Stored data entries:
★ ★ ★ ★

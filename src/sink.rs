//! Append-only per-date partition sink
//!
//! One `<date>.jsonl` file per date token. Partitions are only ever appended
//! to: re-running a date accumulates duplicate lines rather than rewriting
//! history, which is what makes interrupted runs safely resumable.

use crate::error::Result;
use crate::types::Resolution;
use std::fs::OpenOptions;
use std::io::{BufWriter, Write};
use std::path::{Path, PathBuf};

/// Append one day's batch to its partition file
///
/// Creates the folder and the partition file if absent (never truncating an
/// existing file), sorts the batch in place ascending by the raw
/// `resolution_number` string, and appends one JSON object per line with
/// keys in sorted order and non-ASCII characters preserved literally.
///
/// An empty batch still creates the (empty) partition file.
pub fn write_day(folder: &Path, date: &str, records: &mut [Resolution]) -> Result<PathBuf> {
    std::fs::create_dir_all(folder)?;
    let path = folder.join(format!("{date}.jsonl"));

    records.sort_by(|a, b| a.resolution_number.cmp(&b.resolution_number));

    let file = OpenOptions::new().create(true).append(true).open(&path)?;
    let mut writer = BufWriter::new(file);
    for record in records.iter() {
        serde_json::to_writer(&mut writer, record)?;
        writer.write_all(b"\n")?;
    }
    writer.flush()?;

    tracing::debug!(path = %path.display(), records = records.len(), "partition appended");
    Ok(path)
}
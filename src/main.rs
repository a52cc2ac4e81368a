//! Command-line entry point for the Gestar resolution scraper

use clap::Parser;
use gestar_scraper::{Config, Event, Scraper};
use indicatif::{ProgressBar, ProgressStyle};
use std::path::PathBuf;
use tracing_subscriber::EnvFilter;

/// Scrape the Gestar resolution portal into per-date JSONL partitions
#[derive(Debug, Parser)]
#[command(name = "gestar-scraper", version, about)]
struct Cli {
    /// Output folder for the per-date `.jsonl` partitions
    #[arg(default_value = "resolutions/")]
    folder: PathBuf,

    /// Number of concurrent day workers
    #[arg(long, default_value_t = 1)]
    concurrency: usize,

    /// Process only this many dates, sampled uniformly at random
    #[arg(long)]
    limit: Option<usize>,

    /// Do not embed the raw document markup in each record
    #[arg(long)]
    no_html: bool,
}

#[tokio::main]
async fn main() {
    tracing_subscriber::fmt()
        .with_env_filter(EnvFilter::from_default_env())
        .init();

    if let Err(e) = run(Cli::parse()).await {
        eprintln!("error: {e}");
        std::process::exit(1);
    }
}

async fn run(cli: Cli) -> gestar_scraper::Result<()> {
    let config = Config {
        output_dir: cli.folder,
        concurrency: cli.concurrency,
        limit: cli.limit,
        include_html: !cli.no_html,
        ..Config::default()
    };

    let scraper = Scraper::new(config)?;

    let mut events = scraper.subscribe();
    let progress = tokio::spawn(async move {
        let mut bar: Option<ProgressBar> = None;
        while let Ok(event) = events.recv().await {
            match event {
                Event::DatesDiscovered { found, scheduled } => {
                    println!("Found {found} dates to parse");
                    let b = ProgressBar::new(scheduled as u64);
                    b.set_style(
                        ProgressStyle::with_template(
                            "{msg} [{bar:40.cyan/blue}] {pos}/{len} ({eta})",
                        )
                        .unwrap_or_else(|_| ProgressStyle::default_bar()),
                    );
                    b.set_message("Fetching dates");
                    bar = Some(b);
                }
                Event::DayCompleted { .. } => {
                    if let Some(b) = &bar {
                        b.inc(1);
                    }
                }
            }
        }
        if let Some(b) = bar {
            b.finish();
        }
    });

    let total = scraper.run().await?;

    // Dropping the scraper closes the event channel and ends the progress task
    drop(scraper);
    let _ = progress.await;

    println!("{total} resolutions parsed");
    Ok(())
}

★ ★ ★ ★

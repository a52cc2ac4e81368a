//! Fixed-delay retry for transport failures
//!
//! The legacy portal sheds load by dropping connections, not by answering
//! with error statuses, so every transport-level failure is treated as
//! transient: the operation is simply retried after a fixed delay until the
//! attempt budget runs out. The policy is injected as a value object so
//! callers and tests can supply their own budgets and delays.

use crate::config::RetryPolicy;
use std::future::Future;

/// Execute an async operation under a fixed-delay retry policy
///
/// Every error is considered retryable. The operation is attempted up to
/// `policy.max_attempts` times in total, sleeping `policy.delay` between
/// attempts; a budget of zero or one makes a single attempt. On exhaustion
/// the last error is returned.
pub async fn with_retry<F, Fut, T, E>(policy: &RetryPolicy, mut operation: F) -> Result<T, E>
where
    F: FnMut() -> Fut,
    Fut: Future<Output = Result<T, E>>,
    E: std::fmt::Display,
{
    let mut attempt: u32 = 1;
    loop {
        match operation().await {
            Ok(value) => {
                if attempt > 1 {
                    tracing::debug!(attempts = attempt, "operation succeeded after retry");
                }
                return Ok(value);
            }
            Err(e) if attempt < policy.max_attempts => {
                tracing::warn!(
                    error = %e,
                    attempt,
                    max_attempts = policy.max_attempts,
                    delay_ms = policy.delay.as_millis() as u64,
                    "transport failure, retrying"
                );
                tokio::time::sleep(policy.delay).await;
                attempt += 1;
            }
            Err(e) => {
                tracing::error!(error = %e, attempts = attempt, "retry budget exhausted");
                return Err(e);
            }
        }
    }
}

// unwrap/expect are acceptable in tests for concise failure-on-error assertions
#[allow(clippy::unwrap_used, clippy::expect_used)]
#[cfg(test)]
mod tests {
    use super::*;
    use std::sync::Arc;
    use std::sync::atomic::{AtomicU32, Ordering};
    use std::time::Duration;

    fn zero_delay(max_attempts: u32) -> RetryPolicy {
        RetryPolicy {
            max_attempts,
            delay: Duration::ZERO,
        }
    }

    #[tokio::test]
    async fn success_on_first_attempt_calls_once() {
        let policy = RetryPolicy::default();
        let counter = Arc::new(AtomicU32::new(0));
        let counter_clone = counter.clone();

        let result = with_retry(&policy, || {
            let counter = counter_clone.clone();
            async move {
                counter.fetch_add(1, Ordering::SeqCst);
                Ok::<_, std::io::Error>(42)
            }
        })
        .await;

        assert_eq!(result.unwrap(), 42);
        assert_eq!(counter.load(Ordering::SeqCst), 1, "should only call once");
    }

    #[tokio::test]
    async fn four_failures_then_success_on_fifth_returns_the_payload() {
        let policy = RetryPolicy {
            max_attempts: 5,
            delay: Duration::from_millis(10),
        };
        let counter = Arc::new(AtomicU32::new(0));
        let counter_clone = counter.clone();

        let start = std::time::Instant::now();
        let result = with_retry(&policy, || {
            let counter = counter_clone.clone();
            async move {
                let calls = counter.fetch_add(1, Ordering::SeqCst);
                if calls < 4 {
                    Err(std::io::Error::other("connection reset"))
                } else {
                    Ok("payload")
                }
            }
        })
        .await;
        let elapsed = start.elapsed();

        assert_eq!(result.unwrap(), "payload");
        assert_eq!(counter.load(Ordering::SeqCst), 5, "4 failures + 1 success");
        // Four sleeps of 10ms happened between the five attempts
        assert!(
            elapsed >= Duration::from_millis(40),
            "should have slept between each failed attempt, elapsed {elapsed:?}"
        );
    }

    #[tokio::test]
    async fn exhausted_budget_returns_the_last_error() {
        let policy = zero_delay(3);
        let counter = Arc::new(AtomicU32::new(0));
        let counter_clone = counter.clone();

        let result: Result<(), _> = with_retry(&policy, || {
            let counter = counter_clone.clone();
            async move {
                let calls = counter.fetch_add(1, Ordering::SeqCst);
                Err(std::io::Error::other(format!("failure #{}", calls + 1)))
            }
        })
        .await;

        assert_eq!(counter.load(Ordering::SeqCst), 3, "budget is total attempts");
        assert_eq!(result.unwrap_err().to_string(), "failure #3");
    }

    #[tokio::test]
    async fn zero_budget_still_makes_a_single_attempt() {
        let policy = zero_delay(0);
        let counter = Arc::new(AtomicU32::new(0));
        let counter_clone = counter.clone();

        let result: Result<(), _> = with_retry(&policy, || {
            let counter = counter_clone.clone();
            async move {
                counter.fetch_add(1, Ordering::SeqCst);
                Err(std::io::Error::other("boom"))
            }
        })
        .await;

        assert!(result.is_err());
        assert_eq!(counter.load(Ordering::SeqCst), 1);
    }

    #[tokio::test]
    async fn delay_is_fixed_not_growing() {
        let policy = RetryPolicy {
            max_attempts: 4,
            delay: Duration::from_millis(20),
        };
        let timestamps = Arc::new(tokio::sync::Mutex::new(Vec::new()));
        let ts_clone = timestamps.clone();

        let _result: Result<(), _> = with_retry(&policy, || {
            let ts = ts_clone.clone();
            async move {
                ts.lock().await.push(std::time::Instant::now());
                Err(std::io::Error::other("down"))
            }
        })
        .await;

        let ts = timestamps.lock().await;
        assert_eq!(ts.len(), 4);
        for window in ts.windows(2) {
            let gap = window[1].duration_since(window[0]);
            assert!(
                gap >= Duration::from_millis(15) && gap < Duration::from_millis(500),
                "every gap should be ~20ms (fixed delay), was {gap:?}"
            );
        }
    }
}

★ ★ ★ ★

§ **ASSIGNMENT**
Would you retype the lines above from the one with "filename src/sink.rs" down to the one with "use tracing_subscriber::EnvFilter;", word for word, both ends included and no other lines?

§ **EXERCISE RESULT**
filename src/sink.rs
//! Append-only per-date partition sink
//!
//! One `<date>.jsonl` file per date token. Partitions are only ever appended
//! to: re-running a date accumulates duplicate lines rather than rewriting
//! history, which is what makes interrupted runs safely resumable.

use crate::error::Result;
use crate::types::Resolution;
use std::fs::OpenOptions;
use std::io::{BufWriter, Write};
use std::path::{Path, PathBuf};

/// Append one day's batch to its partition file
///
/// Creates the folder and the partition file if absent (never truncating an
/// existing file), sorts the batch in place ascending by the raw
/// `resolution_number` string, and appends one JSON object per line with
/// keys in sorted order and non-ASCII characters preserved literally.
///
/// An empty batch still creates the (empty) partition file.
pub fn write_day(folder: &Path, date: &str, records: &mut [Resolution]) -> Result<PathBuf> {
    std::fs::create_dir_all(folder)?;
    let path = folder.join(format!("{date}.jsonl"));

    records.sort_by(|a, b| a.resolution_number.cmp(&b.resolution_number));

    let file = OpenOptions::new().create(true).append(true).open(&path)?;
    let mut writer = BufWriter::new(file);
    for record in records.iter() {
        serde_json::to_writer(&mut writer, record)?;
        writer.write_all(b"\n")?;
    }
    writer.flush()?;

    tracing::debug!(path = %path.display(), records = records.len(), "partition appended");
    Ok(path)
}
filename src/main.rs
repository a52cc2ac4e81368a
//! Command-line entry point for the Gestar resolution scraper

use clap::Parser;
use gestar_scraper::{Config, Event, Scraper};
use indicatif::{ProgressBar, ProgressStyle};
use std::path::PathBuf;
use tracing_subscriber::EnvFilter;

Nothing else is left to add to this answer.